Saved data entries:
use crate::error::{CollectionError, Result};
use crate::sequence::{Link, Node, Sequence};
use std::fmt;
use std::ptr::NonNull;

/// A bidirectional cursor over a `Sequence`.
///
/// The cursor always sits *between* two elements. It keeps the node right
/// before it (`previous`) and the node right after it (`next`); either is
/// `None` at the matching end of the sequence. In a sequence with length *n*
/// there are *n* + 1 positions, indexed by 0, 1, ..., *n*.
///
/// Moving forward returns the element crossed over, and so does moving
/// backward, so [`try_previous`](Cursor::try_previous) right after
/// [`try_next`](Cursor::try_next) yields the same element again.
///
/// # Examples
///
/// Here is a simple example showing how the cursor works. (The cursor
/// position is denoted by `|`).
/// ```
/// use linked_collections::{CollectionError, Sequence};
///
/// // Create a sequence: [A B C]
/// let sequence = Sequence::from_iter(['A', 'B', 'C']);
///
/// // Create a cursor at start: [|A B C] (index = 0)
/// let mut cursor = sequence.cursor();
/// assert!(!cursor.has_previous());
/// assert_eq!(cursor.try_previous(), Err(CollectionError::NoSuchElement));
///
/// // Move cursor forward: [A|B C] (index = 1)
/// assert_eq!(cursor.try_next(), Ok(&'A'));
/// assert_eq!(cursor.index(), 1);
///
/// // Jump to the end: [A B C|] (index = 3)
/// cursor.move_to_end();
/// assert!(!cursor.has_next());
/// assert_eq!(cursor.try_next(), Err(CollectionError::NoSuchElement));
///
/// // Move cursor backward: [A B|C] (index = 2)
/// assert_eq!(cursor.try_previous(), Ok(&'C'));
/// ```
///
/// The cursor borrows the sequence, so the sequence cannot be restructured
/// while the cursor is alive:
///
/// ```compile_fail
/// use linked_collections::Sequence;
///
/// let mut sequence = Sequence::from_iter([1, 2, 3]);
/// let mut cursor = sequence.cursor();
/// sequence.pop_front().unwrap();
/// println!("{:?}", cursor.try_next());
/// ```
pub struct Cursor<'a, T: 'a> {
    index: usize,
    previous: Link<T>,
    next: Link<T>,
    sequence: &'a Sequence<T>,
}

impl<'a, T: 'a> Cursor<'a, T> {
    pub(crate) fn new(sequence: &'a Sequence<T>) -> Self {
        Self {
            index: 0,
            previous: None,
            next: sequence.head_node(),
            sequence,
        }
    }

    fn element_of(node: NonNull<Node<T>>) -> &'a T {
        // SAFETY: every node a cursor points to belongs to the borrowed
        // sequence, which cannot be mutated while the cursor is alive.
        unsafe { &(*node.as_ptr()).element }
    }

    fn same_sequence_with(&self, other: &Self) -> bool {
        std::ptr::eq(self.sequence, other.sequence)
    }

    /// Return the index of the cursor, i.e. the number of elements before it.
    pub fn index(&self) -> usize {
        self.index
    }

    /// Returns `true` if there is an element after the cursor.
    pub fn has_next(&self) -> bool {
        self.next.is_some()
    }

    /// Returns `true` if there is an element before the cursor.
    pub fn has_previous(&self) -> bool {
        self.previous.is_some()
    }

    /// Provides the element after the cursor, without moving it.
    pub fn peek_next(&self) -> Option<&'a T> {
        self.next.map(Self::element_of)
    }

    /// Provides the element before the cursor, without moving it.
    pub fn peek_previous(&self) -> Option<&'a T> {
        self.previous.map(Self::element_of)
    }

    /// Move the cursor over the next element and return that element.
    ///
    /// This operation should compute in *O*(1) time.
    ///
    /// # Errors
    ///
    /// [`CollectionError::NoSuchElement`] if the cursor is at the end; the
    /// cursor stays where it is.
    pub fn try_next(&mut self) -> Result<&'a T> {
        let node = self.next.ok_or(CollectionError::NoSuchElement)?;
        self.previous = Some(node);
        // SAFETY: `node` belongs to the borrowed sequence.
        self.next = unsafe { node.as_ref().next };
        self.index += 1;
        Ok(Self::element_of(node))
    }

    /// Move the cursor back over the previous element and return that
    /// element.
    ///
    /// This operation should compute in *O*(1) time.
    ///
    /// # Errors
    ///
    /// [`CollectionError::NoSuchElement`] if the cursor is at the start; the
    /// cursor stays where it is.
    pub fn try_previous(&mut self) -> Result<&'a T> {
        let node = self.previous.ok_or(CollectionError::NoSuchElement)?;
        self.next = Some(node);
        // SAFETY: `node` belongs to the borrowed sequence.
        self.previous = unsafe { node.as_ref().prev };
        self.index -= 1;
        Ok(Self::element_of(node))
    }

    /// Move the cursor before the first element.
    ///
    /// This operation should compute in *O*(1) time.
    pub fn move_to_start(&mut self) {
        self.index = 0;
        self.previous = None;
        self.next = self.sequence.head_node();
    }

    /// Move the cursor after the last element.
    ///
    /// This operation should compute in *O*(1) time.
    ///
    /// # Examples
    ///
    /// ```
    /// use linked_collections::Sequence;
    ///
    /// let sequence = Sequence::from_iter([1, 2, 3]);
    /// let mut cursor = sequence.cursor();
    /// cursor.move_to_end();
    ///
    /// let mut seen = Vec::new();
    /// while cursor.has_previous() {
    ///     seen.push(*cursor.try_previous().unwrap());
    /// }
    /// assert_eq!(seen, vec![3, 2, 1]);
    /// ```
    pub fn move_to_end(&mut self) {
        self.index = self.sequence.len();
        self.previous = self.sequence.tail_node();
        self.next = None;
    }

    /// Provides a reference to the sequence the cursor walks over.
    pub fn view(&self) -> &'a Sequence<T> {
        self.sequence
    }
}

impl<T> Clone for Cursor<'_, T> {
    fn clone(&self) -> Self {
        Self { ..*self }
    }
}

/// Compare cursors by their position.
///
/// Only cursors over the same sequence at the same position are considered
/// equal.
impl<'a, T: 'a> PartialEq for Cursor<'a, T> {
    fn eq(&self, other: &Self) -> bool {
        self.same_sequence_with(other) && self.index == other.index
    }
}

impl<'a, T: 'a> Eq for Cursor<'a, T> {}

impl<T: fmt::Debug> fmt::Debug for Cursor<'_, T> {
    fn fmt(&self, f: &mut fmt::Formatter<'_>) -> fmt::Result {
        f.debug_struct("Cursor")
            .field("index", &self.index)
            .field("previous", &self.peek_previous())
            .field("next", &self.peek_next())
            .finish()
    }
}

unsafe impl<T: Sync> Send for Cursor<'_, T> {}

unsafe impl<T: Sync> Sync for Cursor<'_, T> {}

» **WORK ITEM**:
In your answer, repeat each of the records exactly.

» **RESULT OF THIS EXERCISE**:
use crate::error::{CollectionError, Result};
use crate::sequence::{Link, Node, Sequence};
use std::fmt;
use std::ptr::NonNull;

/// A bidirectional cursor over a `Sequence`.
///
/// The cursor always sits *between* two elements. It keeps the node right
/// before it (`previous`) and the node right after it (`next`); either is
/// `None` at the matching end of the sequence. In a sequence with length *n*
/// there are *n* + 1 positions, indexed by 0, 1, ..., *n*.
///
/// Moving forward returns the element crossed over, and so does moving
/// backward, so [`try_previous`](Cursor::try_previous) right after
/// [`try_next`](Cursor::try_next) yields the same element again.
///
/// # Examples
///
/// Here is a simple example showing how the cursor works. (The cursor
/// position is denoted by `|`).
/// ```
/// use linked_collections::{CollectionError, Sequence};
///
/// // Create a sequence: [A B C]
/// let sequence = Sequence::from_iter(['A', 'B', 'C']);
///
/// // Create a cursor at start: [|A B C] (index = 0)
/// let mut cursor = sequence.cursor();
/// assert!(!cursor.has_previous());
/// assert_eq!(cursor.try_previous(), Err(CollectionError::NoSuchElement));
///
/// // Move cursor forward: [A|B C] (index = 1)
/// assert_eq!(cursor.try_next(), Ok(&'A'));
/// assert_eq!(cursor.index(), 1);
///
/// // Jump to the end: [A B C|] (index = 3)
/// cursor.move_to_end();
/// assert!(!cursor.has_next());
/// assert_eq!(cursor.try_next(), Err(CollectionError::NoSuchElement));
///
/// // Move cursor backward: [A B|C] (index = 2)
/// assert_eq!(cursor.try_previous(), Ok(&'C'));
/// ```
///
/// The cursor borrows the sequence, so the sequence cannot be restructured
/// while the cursor is alive:
///
/// ```compile_fail
/// use linked_collections::Sequence;
///
/// let mut sequence = Sequence::from_iter([1, 2, 3]);
/// let mut cursor = sequence.cursor();
/// sequence.pop_front().unwrap();
/// println!("{:?}", cursor.try_next());
/// ```
pub struct Cursor<'a, T: 'a> {
    index: usize,
    previous: Link<T>,
    next: Link<T>,
    sequence: &'a Sequence<T>,
}

impl<'a, T: 'a> Cursor<'a, T> {
    pub(crate) fn new(sequence: &'a Sequence<T>) -> Self {
        Self {
            index: 0,
            previous: None,
            next: sequence.head_node(),
            sequence,
        }
    }

    fn element_of(node: NonNull<Node<T>>) -> &'a T {
        // SAFETY: every node a cursor points to belongs to the borrowed
        // sequence, which cannot be mutated while the cursor is alive.
        unsafe { &(*node.as_ptr()).element }
    }

    fn same_sequence_with(&self, other: &Self) -> bool {
        std::ptr::eq(self.sequence, other.sequence)
    }

    /// Return the index of the cursor, i.e. the number of elements before it.
    pub fn index(&self) -> usize {
        self.index
    }

    /// Returns `true` if there is an element after the cursor.
    pub fn has_next(&self) -> bool {
        self.next.is_some()
    }

    /// Returns `true` if there is an element before the cursor.
    pub fn has_previous(&self) -> bool {
        self.previous.is_some()
    }

    /// Provides the element after the cursor, without moving it.
    pub fn peek_next(&self) -> Option<&'a T> {
        self.next.map(Self::element_of)
    }

    /// Provides the element before the cursor, without moving it.
    pub fn peek_previous(&self) -> Option<&'a T> {
        self.previous.map(Self::element_of)
    }

    /// Move the cursor over the next element and return that element.
    ///
    /// This operation should compute in *O*(1) time.
    ///
    /// # Errors
    ///
    /// [`CollectionError::NoSuchElement`] if the cursor is at the end; the
    /// cursor stays where it is.
    pub fn try_next(&mut self) -> Result<&'a T> {
        let node = self.next.ok_or(CollectionError::NoSuchElement)?;
        self.previous = Some(node);
        // SAFETY: `node` belongs to the borrowed sequence.
        self.next = unsafe { node.as_ref().next };
        self.index += 1;
        Ok(Self::element_of(node))
    }

    /// Move the cursor back over the previous element and return that
    /// element.
    ///
    /// This operation should compute in *O*(1) time.
    ///
    /// # Errors
    ///
    /// [`CollectionError::NoSuchElement`] if the cursor is at the start; the
    /// cursor stays where it is.
    pub fn try_previous(&mut self) -> Result<&'a T> {
        let node = self.previous.ok_or(CollectionError::NoSuchElement)?;
        self.next = Some(node);
        // SAFETY: `node` belongs to the borrowed sequence.
        self.previous = unsafe { node.as_ref().prev };
        self.index -= 1;
        Ok(Self::element_of(node))
    }

    /// Move the cursor before the first element.
    ///
    /// This operation should compute in *O*(1) time.
    pub fn move_to_start(&mut self) {
        self.index = 0;
        self.previous = None;
        self.next = self.sequence.head_node();
    }

    /// Move the cursor after the last element.
    ///
    /// This operation should compute in *O*(1) time.
    ///
    /// # Examples
    ///
    /// ```
    /// use linked_collections::Sequence;
    ///
    /// let sequence = Sequence::from_iter([1, 2, 3]);
    /// let mut cursor = sequence.cursor();
    /// cursor.move_to_end();
    ///
    /// let mut seen = Vec::new();
    /// while cursor.has_previous() {
    ///     seen.push(*cursor.try_previous().unwrap());
    /// }
    /// assert_eq!(seen, vec![3, 2, 1]);
    /// ```
    pub fn move_to_end(&mut self) {
        self.index = self.sequence.len();
        self.previous = self.sequence.tail_node();
        self.next = None;
    }

    /// Provides a reference to the sequence the cursor walks over.
    pub fn view(&self) -> &'a Sequence<T> {
        self.sequence
    }
}

impl<T> Clone for Cursor<'_, T> {
    fn clone(&self) -> Self {
        Self { ..*self }
    }
}

/// Compare cursors by their position.
///
/// Only cursors over the same sequence at the same position are considered
/// equal.
impl<'a, T: 'a> PartialEq for Cursor<'a, T> {
    fn eq(&self, other: &Self) -> bool {
        self.same_sequence_with(other) && self.index == other.index
    }
}

impl<'a, T: 'a> Eq for Cursor<'a, T> {}

impl<T: fmt::Debug> fmt::Debug for Cursor<'_, T> {
    fn fmt(&self, f: &mut fmt::Formatter<'_>) -> fmt::Result {
        f.debug_struct("Cursor")
            .field("index", &self.index)
            .field("previous", &self.peek_previous())
            .field("next", &self.peek_next())
            .finish()
    }
}

unsafe impl<T: Sync> Send for Cursor<'_, T> {}

unsafe impl<T: Sync> Sync for Cursor<'_, T> {}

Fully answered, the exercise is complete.